The records Start Marker

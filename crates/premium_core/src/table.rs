//! Column-oriented table threaded through the preprocessing stages
//!
//! Columns are addressed by name. Missing cells are `None`. Every stage takes
//! a `&Table` and returns a new `Table`.

use chrono::NaiveDateTime;
use serde::Serialize;

use crate::errors::{PremiumError, Result};
use crate::schema::ColumnKind;

/// Typed column storage
#[derive(Debug, Clone, PartialEq)]
pub enum ColumnData {
    Numeric(Vec<Option<f64>>),
    Categorical(Vec<Option<String>>),
    Date(Vec<Option<NaiveDateTime>>),
}

impl ColumnData {
    pub fn len(&self) -> usize {
        match self {
            ColumnData::Numeric(v) => v.len(),
            ColumnData::Categorical(v) => v.len(),
            ColumnData::Date(v) => v.len(),
        }
    }

    pub fn is_empty(&self) -> bool {
        self.len() == 0
    }

    pub fn kind(&self) -> ColumnKind {
        match self {
            ColumnData::Numeric(_) => ColumnKind::Numeric,
            ColumnData::Categorical(_) => ColumnKind::Categorical,
            ColumnData::Date(_) => ColumnKind::Date,
        }
    }

    pub fn missing_count(&self) -> usize {
        match self {
            ColumnData::Numeric(v) => v.iter().filter(|x| x.is_none()).count(),
            ColumnData::Categorical(v) => v.iter().filter(|x| x.is_none()).count(),
            ColumnData::Date(v) => v.iter().filter(|x| x.is_none()).count(),
        }
    }
}

/// Named column
#[derive(Debug, Clone, PartialEq)]
pub struct Column {
    pub name: String,
    pub data: ColumnData,
}

impl Column {
    pub fn numeric(name: impl Into<String>, values: Vec<Option<f64>>) -> Self {
        Self {
            name: name.into(),
            data: ColumnData::Numeric(values),
        }
    }

    pub fn categorical<S: Into<String>>(name: impl Into<String>, values: Vec<Option<S>>) -> Self {
        Self {
            name: name.into(),
            data: ColumnData::Categorical(
                values.into_iter().map(|v| v.map(Into::into)).collect(),
            ),
        }
    }

    pub fn date(name: impl Into<String>, values: Vec<Option<NaiveDateTime>>) -> Self {
        Self {
            name: name.into(),
            data: ColumnData::Date(values),
        }
    }
}

/// Missing-value share of one column
#[derive(Debug, Clone, PartialEq, Serialize)]
pub struct MissingSummary {
    pub column: String,
    pub missing: usize,
    pub percent: f64,
}

/// Ordered rows sharing one schema
#[derive(Debug, Clone, PartialEq, Default)]
pub struct Table {
    columns: Vec<Column>,
    rows: usize,
}

impl Table {
    /// Build a table, checking that all columns have the same length and
    /// distinct names
    pub fn from_columns(columns: Vec<Column>) -> Result<Self> {
        let mut table = Table::default();
        for column in columns {
            table.add_column(column)?;
        }
        Ok(table)
    }

    /// Number of rows
    pub fn len(&self) -> usize {
        self.rows
    }

    pub fn is_empty(&self) -> bool {
        self.rows == 0
    }

    pub fn columns(&self) -> &[Column] {
        &self.columns
    }

    pub fn column_names(&self) -> Vec<&str> {
        self.columns.iter().map(|c| c.name.as_str()).collect()
    }

    pub fn contains(&self, name: &str) -> bool {
        self.columns.iter().any(|c| c.name == name)
    }

    pub fn column(&self, name: &str) -> Result<&Column> {
        self.columns
            .iter()
            .find(|c| c.name == name)
            .ok_or_else(|| PremiumError::SchemaMismatch(format!("column '{}' not found", name)))
    }

    pub fn numeric(&self, name: &str) -> Result<&[Option<f64>]> {
        match &self.column(name)?.data {
            ColumnData::Numeric(v) => Ok(v),
            other => Err(kind_mismatch(name, ColumnKind::Numeric, other.kind())),
        }
    }

    pub fn categorical(&self, name: &str) -> Result<&[Option<String>]> {
        match &self.column(name)?.data {
            ColumnData::Categorical(v) => Ok(v),
            other => Err(kind_mismatch(name, ColumnKind::Categorical, other.kind())),
        }
    }

    pub fn date(&self, name: &str) -> Result<&[Option<NaiveDateTime>]> {
        match &self.column(name)?.data {
            ColumnData::Date(v) => Ok(v),
            other => Err(kind_mismatch(name, ColumnKind::Date, other.kind())),
        }
    }

    pub(crate) fn numeric_mut(&mut self, name: &str) -> Result<&mut Vec<Option<f64>>> {
        match &mut self.column_mut(name)?.data {
            ColumnData::Numeric(v) => Ok(v),
            other => Err(kind_mismatch(name, ColumnKind::Numeric, other.kind())),
        }
    }

    pub(crate) fn categorical_mut(&mut self, name: &str) -> Result<&mut Vec<Option<String>>> {
        match &mut self.column_mut(name)?.data {
            ColumnData::Categorical(v) => Ok(v),
            other => Err(kind_mismatch(name, ColumnKind::Categorical, other.kind())),
        }
    }

    fn column_mut(&mut self, name: &str) -> Result<&mut Column> {
        self.columns
            .iter_mut()
            .find(|c| c.name == name)
            .ok_or_else(|| PremiumError::SchemaMismatch(format!("column '{}' not found", name)))
    }

    /// Append a column
    pub fn add_column(&mut self, column: Column) -> Result<()> {
        if self.contains(&column.name) {
            return Err(PremiumError::SchemaMismatch(format!(
                "duplicate column '{}'",
                column.name
            )));
        }
        if self.columns.is_empty() {
            self.rows = column.data.len();
        } else if column.data.len() != self.rows {
            return Err(PremiumError::SchemaMismatch(format!(
                "column '{}' has {} rows, table has {}",
                column.name,
                column.data.len(),
                self.rows
            )));
        }
        self.columns.push(column);
        Ok(())
    }

    /// Remove a column and return it
    pub fn drop_column(&mut self, name: &str) -> Result<Column> {
        let idx = self
            .columns
            .iter()
            .position(|c| c.name == name)
            .ok_or_else(|| PremiumError::SchemaMismatch(format!("column '{}' not found", name)))?;
        Ok(self.columns.remove(idx))
    }

    /// Names of the columns with the given kind, in table order
    pub fn names_of_kind(&self, kind: ColumnKind) -> Vec<String> {
        self.columns
            .iter()
            .filter(|c| c.data.kind() == kind)
            .map(|c| c.name.clone())
            .collect()
    }

    /// Missing-value count and percentage per column
    pub fn missing_report(&self) -> Vec<MissingSummary> {
        self.columns
            .iter()
            .map(|c| {
                let missing = c.data.missing_count();
                let percent = if self.rows == 0 {
                    0.0
                } else {
                    missing as f64 / self.rows as f64 * 100.0
                };
                MissingSummary {
                    column: c.name.clone(),
                    missing,
                    percent,
                }
            })
            .collect()
    }
}

fn kind_mismatch(name: &str, expected: ColumnKind, actual: ColumnKind) -> PremiumError {
    PremiumError::SchemaMismatch(format!(
        "column '{}' is {:?}, expected {:?}",
        name, actual, expected
    ))
}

The records End Marker

• **Task to carry out**
Search the data above for "NaiveDateTime" and copy every line where it turns up.

• **Task output**
use chrono::NaiveDateTime;
    Date(Vec<Option<NaiveDateTime>>),
    pub fn date(name: impl Into<String>, values: Vec<Option<NaiveDateTime>>) -> Self {
    pub fn date(&self, name: &str) -> Result<&[Option<NaiveDateTime>]> {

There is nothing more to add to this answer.